The regulations say that Internet service providers can't prioritize one stream of traffic over another. They can't provide "fast lanes" where a content provider pays the ISP for a faster pipeline for their mutual customers. Traffic from specific sites or services cannot be blocked, and network speeds can't be throttled for heavy users.
But it's the condition that broadband will be classified as a common carrier telecommunications utility, instead of an information service
, that creates many questions. The most basic one: what the heck does that mean? And it takes some digging to get clear answers, or at least ones that are understandable to laypeople like myself.
The bans on prioritizing and blocking traffic are part of the common carrier status. And with telephone companies, the designation includes requirements that the companies offer universal service in their territories; it also subjects service prices to FCC scrutiny.

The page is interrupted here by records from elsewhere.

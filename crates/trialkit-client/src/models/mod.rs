//! Wire models and validated request payloads.
//!
//! Draft/patch types validate at construction, mirroring the rules the
//! server enforces, so malformed payloads fail before a request is made.

mod data;
mod experiment_types;
mod experiments;
mod search;
mod tags;

pub use data::{DataCount, DataQuery, DataRowDraft, DataRowPatch, RowDeleteReceipt, RowFilter};
pub use experiment_types::{
    validate_schema_definition, ColumnSpec, ExperimentType, ExperimentTypeDraft,
    ExperimentTypePatch, SchemaDefinition, SUPPORTED_COLUMN_TYPES,
};
pub use experiments::{Experiment, ExperimentDraft, ExperimentFilter, ExperimentPatch};
pub use search::{
    AdvancedExperimentSearch, DataByTagsPage, DataByTagsSearch, ExperimentSearchPage,
    ExperimentTagSearch, ExperimentTypeSearchPage, PageInfo, TagSearchPage, TextSearch,
};
pub use tags::{Tag, TagDraft, TagPatch};

use serde::Deserialize;

use crate::error::ValidationError;

/// Maximum length for tag / type / participant name fields.
pub const MAX_NAME_LEN: usize = 100;

/// Maximum number of tags attachable to one experiment.
pub const MAX_TAGS: usize = 10;

/// Largest page the server will return.
pub const MAX_PAGE_LIMIT: usize = 1000;

/// Default page size for list and query endpoints.
pub const DEFAULT_PAGE_LIMIT: usize = 100;

/// Version and compatibility report from the server's version endpoint.
#[derive(Debug, Clone, PartialEq, Deserialize)]
pub struct ServerVersion {
    pub api_version: String,
    #[serde(default)]
    pub client_version: Option<String>,
    #[serde(default)]
    pub compatible: Option<bool>,
    #[serde(default)]
    pub compatibility_rule: Option<String>,
    #[serde(default)]
    pub warning: Option<String>,
}

pub(crate) fn validate_name(
    field: &'static str,
    value: &str,
    max: usize,
) -> Result<(), ValidationError> {
    if value.trim().is_empty() {
        return Err(ValidationError::EmptyField { field });
    }
    let len = value.chars().count();
    if len > max {
        return Err(ValidationError::FieldTooLong { field, len, max });
    }
    Ok(())
}

pub(crate) fn validate_page_limit(value: usize) -> Result<(), ValidationError> {
    if value == 0 || value > MAX_PAGE_LIMIT {
        return Err(ValidationError::InvalidPageLimit {
            value,
            max: MAX_PAGE_LIMIT,
        });
    }
    Ok(())
}
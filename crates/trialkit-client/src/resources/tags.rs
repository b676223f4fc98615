use serde_json::{Map, Value};
use trialkit_frame::{records_to_table, Table};

use crate::engine::{ApiRequest, RequestEngine};
use crate::error::ClientError;
use crate::models::{Tag, TagDraft, TagPatch};

/// Wrappers for the tag endpoints.
pub struct TagsResource<'a> {
    engine: &'a RequestEngine,
}

impl<'a> TagsResource<'a> {
    pub(crate) fn new(engine: &'a RequestEngine) -> Self {
        Self { engine }
    }

    pub async fn create(&self, draft: &TagDraft) -> Result<Tag, ClientError> {
        let request = ApiRequest::post("/api/v1/tags/").with_body(serde_json::to_value(draft)?);
        let payload = self.engine.execute(&request).await?;
        Ok(serde_json::from_value(payload)?)
    }

    pub async fn get(&self, tag_id: i64) -> Result<Tag, ClientError> {
        let payload = self
            .engine
            .execute(&ApiRequest::get(format!("/api/v1/tags/{tag_id}")))
            .await?;
        Ok(serde_json::from_value(payload)?)
    }

    pub async fn list(&self, skip: usize, limit: usize) -> Result<Vec<Tag>, ClientError> {
        let payload = self.engine.execute(&self.list_request(skip, limit)).await?;
        Ok(serde_json::from_value(payload)?)
    }

    pub async fn update(&self, tag_id: i64, patch: &TagPatch) -> Result<Tag, ClientError> {
        let request = ApiRequest::put(format!("/api/v1/tags/{tag_id}"))
            .with_body(serde_json::to_value(patch)?);
        let payload = self.engine.execute(&request).await?;
        Ok(serde_json::from_value(payload)?)
    }

    pub async fn delete(&self, tag_id: i64) -> Result<Value, ClientError> {
        let payload = self
            .engine
            .execute(&ApiRequest::delete(format!("/api/v1/tags/{tag_id}")))
            .await?;
        Ok(payload)
    }

    /// Lists tags as a typed table with parsed timestamp columns.
    pub async fn list_table(&self, skip: usize, limit: usize) -> Result<Table, ClientError> {
        let payload = self.engine.execute(&self.list_request(skip, limit)).await?;
        let records: Vec<Map<String, Value>> = serde_json::from_value(payload)?;
        Ok(records_to_table(&records, &["created_at", "updated_at"], &[])?)
    }

    fn list_request(&self, skip: usize, limit: usize) -> ApiRequest {
        ApiRequest::get("/api/v1/tags/")
            .with_param("skip", skip.to_string())
            .with_param("limit", limit.to_string())
    }
}
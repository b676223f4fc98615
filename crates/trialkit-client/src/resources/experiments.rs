use serde_json::{Map, Value};
use trialkit_frame::{records_to_table, Table};
use uuid::Uuid;

use crate::engine::{ApiRequest, RequestEngine};
use crate::error::ClientError;
use crate::models::{Experiment, ExperimentDraft, ExperimentFilter, ExperimentPatch};

const LIST_TABLE_TIMESTAMPS: [&str; 4] = [
    "created_at",
    "updated_at",
    "type_created_at",
    "type_updated_at",
];

/// Wrappers for the experiment endpoints.
pub struct ExperimentsResource<'a> {
    engine: &'a RequestEngine,
}

impl<'a> ExperimentsResource<'a> {
    pub(crate) fn new(engine: &'a RequestEngine) -> Self {
        Self { engine }
    }

    pub async fn create(&self, draft: &ExperimentDraft) -> Result<Experiment, ClientError> {
        let request =
            ApiRequest::post("/api/v1/experiments/").with_body(serde_json::to_value(draft)?);
        let payload = self.engine.execute(&request).await?;
        Ok(serde_json::from_value(payload)?)
    }

    pub async fn get(&self, experiment_uuid: &Uuid) -> Result<Experiment, ClientError> {
        let payload = self
            .engine
            .execute(&ApiRequest::get(format!(
                "/api/v1/experiments/{experiment_uuid}"
            )))
            .await?;
        Ok(serde_json::from_value(payload)?)
    }

    pub async fn list(&self, filter: &ExperimentFilter) -> Result<Vec<Experiment>, ClientError> {
        let payload = self.engine.execute(&self.list_request(filter)).await?;
        Ok(serde_json::from_value(payload)?)
    }

    pub async fn update(
        &self,
        experiment_uuid: &Uuid,
        patch: &ExperimentPatch,
    ) -> Result<Experiment, ClientError> {
        let request = ApiRequest::put(format!("/api/v1/experiments/{experiment_uuid}"))
            .with_body(serde_json::to_value(patch)?);
        let payload = self.engine.execute(&request).await?;
        Ok(serde_json::from_value(payload)?)
    }

    /// Deletes an experiment; requires an ADMIN-level key.
    pub async fn delete(&self, experiment_uuid: &Uuid) -> Result<Value, ClientError> {
        let payload = self
            .engine
            .execute(&ApiRequest::delete(format!(
                "/api/v1/experiments/{experiment_uuid}"
            )))
            .await?;
        Ok(payload)
    }

    /// Column schema of the experiment's data table.
    pub async fn columns(&self, experiment_uuid: &Uuid) -> Result<Value, ClientError> {
        let payload = self
            .engine
            .execute(&ApiRequest::get(format!(
                "/api/v1/experiments/{experiment_uuid}/columns"
            )))
            .await?;
        Ok(payload)
    }

    pub async fn by_tags(&self, tags: Vec<String>) -> Result<Vec<Experiment>, ClientError> {
        self.list(&ExperimentFilter::new().with_tags(tags)).await
    }

    pub async fn by_type(&self, experiment_type_id: i64) -> Result<Vec<Experiment>, ClientError> {
        self.list(&ExperimentFilter::new().with_experiment_type(experiment_type_id))
            .await
    }

    /// Lists experiments as a typed table.
    ///
    /// The nested experiment type is flattened into `type_`-prefixed
    /// columns and all four timestamp columns are parsed.
    pub async fn list_table(&self, filter: &ExperimentFilter) -> Result<Table, ClientError> {
        let payload = self.engine.execute(&self.list_request(filter)).await?;
        let records: Vec<Map<String, Value>> = serde_json::from_value(payload)?;
        let records: Vec<Map<String, Value>> =
            records.into_iter().map(flatten_experiment_type).collect();
        Ok(records_to_table(&records, &LIST_TABLE_TIMESTAMPS, &[])?)
    }

    fn list_request(&self, filter: &ExperimentFilter) -> ApiRequest {
        let mut request = ApiRequest::get("/api/v1/experiments/");
        for (name, value) in filter.to_params() {
            request = request.with_param(name, value);
        }
        request
    }
}

fn flatten_experiment_type(mut record: Map<String, Value>) -> Map<String, Value> {
    if let Some(Value::Object(nested)) = record.remove("experiment_type") {
        for (key, value) in nested {
            record.insert(format!("type_{key}"), value);
        }
    }
    record
}

#[cfg(test)]
mod tests {
    use super::*;
    use serde_json::json;

    #[test]
    fn nested_experiment_type_flattens_with_prefix() {
        let record: Map<String, Value> = serde_json::from_value(json!({
            "uuid": "0192a0c6-2f2b-7e8e-b9d1-54a1c8d2e9aa",
            "description": "memory study",
            "experiment_type": { "id": 3, "name": "reaction_time" }
        }))
        .expect("record");

        let flattened = flatten_experiment_type(record);

        assert!(!flattened.contains_key("experiment_type"));
        assert_eq!(flattened["type_id"], json!(3));
        assert_eq!(flattened["type_name"], json!("reaction_time"));
    }

    #[test]
    fn missing_experiment_type_is_left_alone() {
        let record: Map<String, Value> =
            serde_json::from_value(json!({ "description": "memory study" })).expect("record");
        let flattened = flatten_experiment_type(record);
        assert_eq!(flattened.len(), 1);
    }
}
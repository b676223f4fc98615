use std::collections::BTreeMap;

use serde::{Deserialize, Serialize};
use serde_json::Value;
use trialkit_frame::UtcDateTime;
use uuid::Uuid;

use crate::error::ValidationError;
use crate::models::{
    validate_page_limit, ExperimentType, DEFAULT_PAGE_LIMIT, MAX_TAGS,
};

/// Experiment instance as returned by the server.
#[derive(Debug, Clone, PartialEq, Serialize, Deserialize)]
pub struct Experiment {
    pub uuid: Uuid,
    pub experiment_type_id: i64,
    pub description: String,
    #[serde(default)]
    pub tags: Vec<String>,
    #[serde(default)]
    pub additional_data: BTreeMap<String, Value>,
    pub created_at: UtcDateTime,
    pub updated_at: UtcDateTime,
    #[serde(default)]
    pub experiment_type: Option<ExperimentType>,
}

/// Payload for creating an experiment.
#[derive(Debug, Clone, PartialEq, Serialize)]
pub struct ExperimentDraft {
    experiment_type_id: i64,
    description: String,
    tags: Vec<String>,
    additional_data: BTreeMap<String, Value>,
}

impl ExperimentDraft {
    pub fn new(
        experiment_type_id: i64,
        description: impl Into<String>,
    ) -> Result<Self, ValidationError> {
        if experiment_type_id <= 0 {
            return Err(ValidationError::InvalidExperimentTypeId);
        }
        Ok(Self {
            experiment_type_id,
            description: description.into(),
            tags: Vec::new(),
            additional_data: BTreeMap::new(),
        })
    }

    pub fn with_tags(mut self, tags: Vec<String>) -> Result<Self, ValidationError> {
        if tags.len() > MAX_TAGS {
            return Err(ValidationError::TooManyTags {
                len: tags.len(),
                max: MAX_TAGS,
            });
        }
        self.tags = tags;
        Ok(self)
    }

    pub fn with_additional_data(mut self, additional_data: BTreeMap<String, Value>) -> Self {
        self.additional_data = additional_data;
        self
    }
}

/// Partial update payload for an experiment.
#[derive(Debug, Clone, PartialEq, Default, Serialize)]
pub struct ExperimentPatch {
    #[serde(skip_serializing_if = "Option::is_none")]
    description: Option<String>,
    #[serde(skip_serializing_if = "Option::is_none")]
    tags: Option<Vec<String>>,
    #[serde(skip_serializing_if = "Option::is_none")]
    additional_data: Option<BTreeMap<String, Value>>,
}

impl ExperimentPatch {
    pub fn new() -> Self {
        Self::default()
    }

    pub fn with_description(mut self, description: impl Into<String>) -> Self {
        self.description = Some(description.into());
        self
    }

    pub fn with_tags(mut self, tags: Vec<String>) -> Result<Self, ValidationError> {
        if tags.len() > MAX_TAGS {
            return Err(ValidationError::TooManyTags {
                len: tags.len(),
                max: MAX_TAGS,
            });
        }
        self.tags = Some(tags);
        Ok(self)
    }

    pub fn with_additional_data(mut self, additional_data: BTreeMap<String, Value>) -> Self {
        self.additional_data = Some(additional_data);
        self
    }
}

/// Filters for the experiment list endpoint.
#[derive(Debug, Clone, PartialEq)]
pub struct ExperimentFilter {
    pub skip: usize,
    pub limit: usize,
    pub experiment_type_id: Option<i64>,
    pub tags: Vec<String>,
}

impl Default for ExperimentFilter {
    fn default() -> Self {
        Self {
            skip: 0,
            limit: DEFAULT_PAGE_LIMIT,
            experiment_type_id: None,
            tags: Vec::new(),
        }
    }
}

impl ExperimentFilter {
    pub fn new() -> Self {
        Self::default()
    }

    pub fn with_skip(mut self, skip: usize) -> Self {
        self.skip = skip;
        self
    }

    pub fn with_limit(mut self, limit: usize) -> Result<Self, ValidationError> {
        validate_page_limit(limit)?;
        self.limit = limit;
        Ok(self)
    }

    pub fn with_experiment_type(mut self, experiment_type_id: i64) -> Self {
        self.experiment_type_id = Some(experiment_type_id);
        self
    }

    pub fn with_tags(mut self, tags: Vec<String>) -> Self {
        self.tags = tags;
        self
    }

    /// Query parameters in the order the server documents them; `tags`
    /// repeats once per value.
    pub(crate) fn to_params(&self) -> Vec<(String, String)> {
        let mut params = vec![
            (String::from("skip"), self.skip.to_string()),
            (String::from("limit"), self.limit.to_string()),
        ];
        if let Some(experiment_type_id) = self.experiment_type_id {
            params.push((
                String::from("experiment_type_id"),
                experiment_type_id.to_string(),
            ));
        }
        for tag in &self.tags {
            params.push((String::from("tags"), tag.clone()));
        }
        params
    }
}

Broadband pricing is actually a major issue when it comes to access. In poorer city neighborhoods, homes can get cable connections, but even the cheapest plans can cost more than struggling individuals or families can afford. And the New York Times reports
that the FCC won't get involved in pricing decisions or have a role in the companies' engineering decisions for managing their networks.
Net neutrality is an issue that won't going away any time soon; it's likely that the big cable and mobile Internet providers will take the FCC to court over the decision. Congress, too, could intervene, but Republicans are divided
on how to tamp down the FCC regulations and President Barack Obama would probably veto any legislation they send to him.